-
Notifications
You must be signed in to change notification settings - Fork 3.8k
Description
Serialization of the LocalInputSourc object converts relative file paths to absolute paths, changing the meaning of the MSQ ingest query.
Affected Version
Latest 25.0.0-SNAPSHOT
Description
MSQ introduces the extern function to specify an external data source. One of the possible input source is LocalInputSource, one of the properties defined as:
@JsonProperty
@JsonInclude(JsonInclude.Include.NON_EMPTY)
public List<File> getFiles()
{
return files;
}Unfortunately, it seems that Jackson does not take the actual value of the File object, but rather the absolute path. Doing so completely changes the meaning of the query.
This was discovered in writing a unit test for the catalog extensions to MSQ. Here is the definition used:
protected final ExternalDataSource localDataSource = new ExternalDataSource(
new LocalInputSource(
new File("/tmp"),
"*.csv",
Arrays.asList(new File("foo.csv"), new File("bar.csv"))
),
...This is then run though the existing CalciteIngestionDmlTest.externSql() method which returns:
TABLE(extern(U&'\007B\0022type\0022\003A\0022local\0022\002C\0022baseDir\0022\003A\0022\002Ftmp\0022\002C\0022filter\0022\003A\0022\002A\002Ecsv\0022\002C\0022files\0022\003A\005B\0022\002FUsers\002Fpaul\002Fgit\002Fdruid\002Fsql\002Ffoo\002Ecsv\0022\002C\0022\002FUsers\002Fpaul\002Fgit\002Fdruid\002Fsql\002Fbar\002Ecsv\0022\005D\007D', U&'\007B\0022type\0022\003A\0022csv\0022\002C\0022columns\0022\003A\005B\0022x\0022\002C\0022y\0022\002C\0022z\0022\005D\007D', U&'\005B\007B\0022name\0022\003A\0022x\0022\002C\0022type\0022\003A\0022STRING\0022\007D\002C\007B\0022name\0022\003A\0022y\0022\002C\0022type\0022\003A\0022STRING\0022\007D\002C\007B\0022name\0022\003A\0022z\0022\002C\0022type\0022\003A\0022LONG\0022\007D\005D'))
Unfortunately, the above is hard to read. But, notice this excerpt:
files\0022\003A\005B\0022\002FUsers\002Fpaul\002Fgit\002Fdruid\002Fsql\002Ffoo\002Ecsv
That indicates that Jackson has included the absolute path (relative to my Druid build directory) in the list of files.

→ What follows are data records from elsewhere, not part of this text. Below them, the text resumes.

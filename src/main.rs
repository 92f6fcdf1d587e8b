// SPDX-FileCopyrightText: 2026 Bruno Meilick
// SPDX-License-Identifier: LicenseRef-Reliagraph-FreeUse-NoCopy-NoDerivatives
//
// All rights reserved.
//
// This file is part of Reliagraph and is proprietary software.
// Unauthorized copying, modification, or distribution is prohibited.

//! Reliagraph CLI entrypoint.
//!
//! Exit codes: 0 success, 1 validation / not-found / import errors, 2 usage or configuration
//! errors, 3 persistence errors.

use std::io;
use std::process;
use std::str::FromStr;

use clap::Parser;
use log::{debug, error, info, LevelFilter};

use reliagraph::cli::{self, Args};

fn main() {
    let args = Args::parse();

    let log_level = LevelFilter::from_str(&args.log_level).unwrap_or_else(|_| {
        eprintln!(
            "Invalid log level: {}. Using 'warn' instead.",
            args.log_level
        );
        LevelFilter::Warn
    });

    env_logger::Builder::from_env(env_logger::Env::default())
        .filter_level(log_level)
        .init();

    info!(log_level:?; "Starting Reliagraph");
    debug!(args:?; "Parsed arguments");

    let stdout = io::stdout();
    let mut out = stdout.lock();
    if let Err(err) = cli::run(&args, &mut out) {
        error!(error = err.to_string(); "Command failed");
        eprintln!("error: {err}");
        process::exit(err.exit_code());
    }

    info!("Completed successfully");
}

As a result, query validation failse:
expected:
<ScanQuery{dataSource='ExternalDataSource{inputSource=LocalInputSource{
baseDir="/tmp",filter=*.csv,files=[foo.csv, bar.csv]}, ...
but was:
<ScanQuery{dataSource='ExternalDataSource{inputSource=LocalInputSource{
baseDir="/tmp",filter=*.csv,files=[/Users/paul/git/druid/sql/foo.csv, /Users/paul/git/druid/sql/bar.csv]}, ...
Impact
Though the above was found during unit testing of a MSQ table function, the issue very likely affects all users who use the local input source. Anytime we serialize that object (such as creating the MSQ controller task), the meaning of the files argument will change.
Suggested Fix
The correct fix is probably to change the baseDir and files parameters to work with Strings rather than with File objects. This would be a breaking change for anyone using the code API, but should be transparent to anyone using the JSON form. One mediation is to provide a second constructor that is backward compatible, while changing the JSON versions to work with String objects.
Workaround
The workaround is to not use the baseDir property and always include the absolute path in the files argument. This workaround was used to allow the unit test in question to pass, but will be surprising to users who read the documentation.